Piggies

Uncategorized Dec 07, 2005 No Comments

What happened was this – we were out in the world making ill advised public speaking appearances to promote The Art Life. We live in fear that someone will launch themselves from the front row with screams of “I KEEEEL YOU!” and we will be carted off bleeding. In more realistic terms, we fear the difficult question and worry that once the talk is over and we’re feeling cocky, we’re going to blow the whole thing with a little loose talk. There’s also a person – probably a man – who will stand up, clear his throat, then launch into a dissertation which will devastatingly reveal the true nature of our whole project. We don’t know who he is, or what he will look like, but he’ll be balding, wearing glasses and have the smile of an assassin.

That man may have been Roger Benjamin. He was there on Friday at Sydney University. We had just said something about catalogues [and using a MCA publication as an example] as being like memento mori… Benjamin scoffed, “That’s a bit strong, don’t you think? Surely you just mean a memento?” Our blood ran cold. Did we just mean memento – or did we mean and an “object incorporating emblems of mortality, designed to remind the viewer of the inevitability of death”? Well, yes, we meant memento mori, but it was a close shave. Then we made some flip, off the cuff remarks that left a nice academic lady looking cross and confused and so we say thank god for Margaret Mayhew who took the bullet replying with something credible about ethnography. But like, who is calling who ethnic here?

An artist friend remarked that it isn’t the public speaking that’ll get you, it’s the question and answer session that’s the killer. The next day at the Art Gallery of NSW we kept our answers brief and enigmatic, sticking to what we do best – apolitical jokes designed to make everyone feel good. Speaking of which – did you know that if you type “Brian Sherman” and “Pig” into Google you get a website dedicated to freeing pigs ? Yes, there’s been quite a bit of non-art related action at Sherman Galleries where the whole family is attempting to liberate pork.

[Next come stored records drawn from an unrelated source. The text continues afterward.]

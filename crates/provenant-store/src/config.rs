//! Store configuration
//!
//! Loaded from TOML. Every field has a default, so an empty file is a valid
//! configuration.

use serde::{Deserialize, Serialize};
use std::path::{Path, PathBuf};
use std::time::Duration;
use thiserror::Error;

/// Store configuration error
#[derive(Debug, Error)]
pub enum ConfigError {
    /// Failed to read config file
    #[error("Failed to read config file: {0}")]
    FileRead(#[from] std::io::Error),

    /// Failed to parse TOML
    #[error("Failed to parse config TOML: {0}")]
    TomlParse(#[from] toml::de::Error),

    /// A field holds an unusable value
    #[error("Invalid configuration value for {field}: {reason}")]
    Invalid {
        /// Field name
        field: &'static str,
        /// What is wrong with it
        reason: String,
    },
}

/// What deleting a node does to edges that still reference it
#[derive(Debug, Clone, Copy, PartialEq, Eq, Default, Serialize, Deserialize)]
#[serde(rename_all = "lowercase")]
pub enum NodeDeletePolicy {
    /// Delete incident edges and their provenance with the node
    #[default]
    Cascade,
    /// Refuse with a referential error while any edge references the node
    Restrict,
}

/// Configuration for [`crate::SqliteStore`]
///
/// # Examples
///
/// ```
/// use provenant_store::{NodeDeletePolicy, StoreConfig};
///
/// let config = StoreConfig::from_toml(r#"
///     path = "graph.db"
///     node_delete_policy = "restrict"
/// "#).unwrap();
/// assert_eq!(config.node_delete_policy, NodeDeletePolicy::Restrict);
/// assert!(config.wal);
/// ```
#[derive(Debug, Clone, PartialEq, Serialize, Deserialize)]
#[serde(default)]
pub struct StoreConfig {
    /// Database file; `:memory:` for a private in-memory database
    pub path: PathBuf,

    /// How long a writer waits on a locked database (milliseconds)
    /// Default: 5000
    pub busy_timeout_ms: u64,

    /// Use write-ahead logging so readers never block the writer
    /// Default: true (ignored for in-memory databases)
    pub wal: bool,

    /// Enforce edge endpoint foreign keys in SQLite as well as in code
    /// Default: true
    pub enforce_foreign_keys: bool,

    /// Behavior of node deletion toward incident edges
    /// Default: cascade
    pub node_delete_policy: NodeDeletePolicy,
}

impl Default for StoreConfig {
    fn default() -> Self {
        Self {
            path: PathBuf::from("provenant.db"),
            busy_timeout_ms: 5000,
            wal: true,
            enforce_foreign_keys: true,
            node_delete_policy: NodeDeletePolicy::Cascade,
        }
    }
}

impl StoreConfig {
    /// In-memory database, for tests and scratch work
    pub fn in_memory() -> Self {
        Self {
            path: PathBuf::from(":memory:"),
            wal: false,
            ..Self::default()
        }
    }

    /// Default configuration for a database file
    pub fn at<P: AsRef<Path>>(path: P) -> Self {
        Self {
            path: path.as_ref().to_path_buf(),
            ..Self::default()
        }
    }

    /// Parse from TOML text and validate
    pub fn from_toml(toml_str: &str) -> Result<Self, ConfigError> {
        let config: StoreConfig = toml::from_str(toml_str)?;
        config.validate()?;
        Ok(config)
    }

    /// Load from a TOML file and validate
    pub fn from_file<P: AsRef<Path>>(path: P) -> Result<Self, ConfigError> {
        let contents = std::fs::read_to_string(path)?;
        Self::from_toml(&contents)
    }

    /// Check that every value is usable
    pub fn validate(&self) -> Result<(), ConfigError> {
        if self.path.as_os_str().is_empty() {
            return Err(ConfigError::Invalid {
                field: "path",
                reason: "must not be empty".to_string(),
            });
        }
        if self.busy_timeout_ms > 600_000 {
            return Err(ConfigError::Invalid {
                field: "busy_timeout_ms",
                reason: format!("{} exceeds the 10 minute ceiling", self.busy_timeout_ms),
            });
        }
        Ok(())
    }

    /// Whether this names a private in-memory database
    pub fn is_in_memory(&self) -> bool {
        self.path.as_os_str() == ":memory:"
    }

    /// Busy timeout as Duration
    pub fn busy_timeout(&self) -> Duration {
        Duration::from_millis(self.busy_timeout_ms)
    }
}

#[cfg(test)]
mod tests {
    use super::*;

    #[test]
    fn test_default_config() {
        let config = StoreConfig::default();
        assert_eq!(config.busy_timeout_ms, 5000);
        assert!(config.wal);
        assert!(config.enforce_foreign_keys);
        assert_eq!(config.node_delete_policy, NodeDeletePolicy::Cascade);
        assert!(!config.is_in_memory());
    }

    #[test]
    fn test_empty_toml_is_default() {
        assert_eq!(StoreConfig::from_toml("").unwrap(), StoreConfig::default());
    }

    #[test]
    fn test_in_memory_preset() {
        let config = StoreConfig::in_memory();
        assert!(config.is_in_memory());
        assert!(!config.wal);
    }

    #[test]
    fn test_validation() {
        let err = StoreConfig::from_toml("busy_timeout_ms = 9999999").unwrap_err();
        assert!(matches!(err, ConfigError::Invalid { field: "busy_timeout_ms", .. }));

        let err = StoreConfig::from_toml("path = \"\"").unwrap_err();
        assert!(matches!(err, ConfigError::Invalid { field: "path", .. }));

        assert!(matches!(
            StoreConfig::from_toml("node_delete_policy = \"orphan\""),
            Err(ConfigError::TomlParse(_))
        ));
    }

    #[test]
    fn test_from_file() {
        let dir = tempfile::tempdir().unwrap();
        let file = dir.path().join("store.toml");
        std::fs::write(&file, "wal = false\nbusy_timeout_ms = 250\n").unwrap();

        let config = StoreConfig::from_file(&file).unwrap();
        assert!(!config.wal);
        assert_eq!(config.busy_timeout(), Duration::from_millis(250));

        assert!(matches!(
            StoreConfig::from_file(dir.path().join("missing.toml")),
            Err(ConfigError::FileRead(_))
        ));
    }
}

Ondine Sherman’s years were spent handing out leaflets for Animal Liberation New South Wales, rescuing ducks injured during the hunting season and debating the legitimacy of her vegetarian lifestyle with family friends and school mates. While not in itself a remarkable or unique teenage pursuit, her passion for animal rights eventually infected her family. One by one, the Shermans became vegetarian and ate their meat-free meals around the kitchen table.

But this was no ordinary kitchen table. Years earlier, Ondine’s father Brian and his business partner Laurence Freedman had developed their funds management business Equitilink around it. The Shermans enjoyed the sort of success that migrant families dream of. Brian and Gene Sherman had escaped the horrors of apartheid in South Africa in 1976 with their two young children, Ondine and Emile, and $5,200 in the bank. Taking a risk in the early 80s, they built Equitilink from a company with no clients into the largest privately held funds management company in Australia. They controlled $6 billion of investors’ money and when in 2001 they sold it for $152 million, Brian had the time and the right sort of influence to become Ondine’s most powerful ally in her personal fight to end the abuse of animal rights.

The Voiceless organisation got Hugo Weaving to say that Porky should be off the Xmas menu, leaving the way open for pigs to live rich full lives before dying of old age, gently, and in their sleep.


Reinhard Artberg Gardner, 120x100cms.
Courtesy of the artist.

We have been receiving a huge number of emails lately promoting new artist web sites and blogs devoted to art related activities. We also get the odd piece of junk mail that has something interesting to say. For example, if you wish to be an artist you need to choose a good name. If you were born as Fred Nerks you might like to think of a different name – say, Dale Frank or GW Bot – to replace your dodgy moniker. If by some stroke of luck you have ‘art’ in your surname, don’t change it, in fact, nominative determinism means that you will become an artist in any case. Reinhard Artberg writes to us to promote his website:

I am many times in New-Zealand and painted a lot of pictures in this beautiful country. Austria created 1996 a stamp (artberg-marke) from the picture “power-station” with is was a inspiration of the bright sun over Kawakawa. I painted this picture 1995 when I was invited by my friend Friedensreich Hundertwasser. I would be happy if you spend some time to have a look to the homepage….and enjoy my art work.

David Rex-Livingston also emailed us to remind us of something we said in December 2004 and that it was incorrect, namely that his gallery was a shop window open for ten minutes on a Friday afternoon. This is not the case “and has not been since February of 2005,” says the man who friends called ‘Seagull’. “Onwards and upwards!!!” All the exclamation points were in aid of a new show by Peter CameronGuthega ~ The Abstract Landscapes – an exhibition officially opened by John Firth-Smith last Thursday and which runs until December 17. Apparently Firth-Smith only agreed to open the show because he was cornered in the gallery one afternoon as he tried to escape McLean Edwards, an artist who regularly terrorizes shop keepers in and around the Abercrombie Street area. Rex-Livingston saw his chance and proposed that Firth-Smith open the show. The artist agreed saying that they could compare hyphens.